» Work to complete: What lines in the records below include the word "body"? Return each one.

» Provided information:
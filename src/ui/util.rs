use rust_decimal::Decimal;

use crate::models::Currency;

/// Group digits with thousands separators and show 2 decimal places.
/// e.g. `1234567.891` → `"1,234,567.89"`
fn grouped(val: Decimal) -> String {
    let formatted = format!("{:.2}", val.abs());
    let mut parts = formatted.split('.');
    let int_part = parts.next().unwrap_or("0");
    let dec_part = parts.next().unwrap_or("00");

    let with_commas: String = int_part
        .as_bytes()
        .rchunks(3)
        .rev()
        .map(|chunk| std::str::from_utf8(chunk).unwrap_or(""))
        .collect::<Vec<_>>()
        .join(",");

    format!("{with_commas}.{dec_part}")
}

/// Amount in a currency: symbol prefix where one exists, ISO code suffix
/// otherwise. `(-42.5, USD)` → `"-$42.50"`, `(1200, IRR)` → `"1,200.00 IRR"`.
pub(crate) fn format_money(val: Decimal, currency: Currency) -> String {
    let sign = if val < Decimal::ZERO { "-" } else { "" };
    let body = grouped(val);
    match currency.symbol() {
        Some(symbol) => format!("{sign}{symbol}{body}"),
        None => format!("{sign}{body} {currency}"),
    }
}

/// Quantities keep every significant digit but drop trailing zeros.
pub(crate) fn format_quantity(val: Decimal) -> String {
    val.normalize().to_string()
}

/// Per-currency totals joined with " + ". Amounts are never converted, so a
/// mixed view shows one figure per currency.
pub(crate) fn format_totals(totals: &[(Currency, Decimal)]) -> String {
    if totals.is_empty() {
        return format_money(Decimal::ZERO, Currency::default());
    }
    totals
        .iter()
        .map(|(currency, total)| format_money(*total, *currency))
        .collect::<Vec<_>>()
        .join(" + ")
}

/// Truncate a string to `max` visible characters, appending "…" if truncated.
/// The result is guaranteed to be at most `max` characters (counting "…" as one).
/// Safe for multi-byte UTF-8 characters.
pub(crate) fn truncate(s: &str, max: usize) -> String {
    if max == 0 {
        return String::new();
    }
    let char_count = s.chars().count();
    if char_count <= max {
        return s.to_string();
    }
    let truncated: String = s.chars().take(max.saturating_sub(1)).collect();
    format!("{truncated}…")
}

/// Move a list cursor down by one, adjusting scroll to keep cursor visible.
pub(crate) fn scroll_down(index: &mut usize, scroll: &mut usize, len: usize, page: usize) {
    if *index + 1 < len {
        *index += 1;
        if *index >= *scroll + page {
            *scroll = index.saturating_sub(page.saturating_sub(1));
        }
    }
}

/// Move a list cursor up by one, adjusting scroll to keep cursor visible.
pub(crate) fn scroll_up(index: &mut usize, scroll: &mut usize) {
    *index = index.saturating_sub(1);
    if *index < *scroll {
        *scroll = *index;
    }
}

pub(crate) fn scroll_to_top(index: &mut usize, scroll: &mut usize) {
    *index = 0;
    *scroll = 0;
}

pub(crate) fn scroll_to_bottom(index: &mut usize, scroll: &mut usize, len: usize, page: usize) {
    if len > 0 {
        *index = len - 1;
        *scroll = index.saturating_sub(page.saturating_sub(1));
    }
}

/// Keep a cursor inside a list that may have shrunk.
pub(crate) fn clamp_cursor(index: &mut usize, scroll: &mut usize, len: usize) {
    if *index >= len {
        *index = len.saturating_sub(1);
    }
    if *scroll > *index {
        *scroll = *index;
    }
}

» Response to the task:
    let body = grouped(val);
        Some(symbol) => format!("{sign}{symbol}{body}"),
        None => format!("{sign}{body} {currency}"),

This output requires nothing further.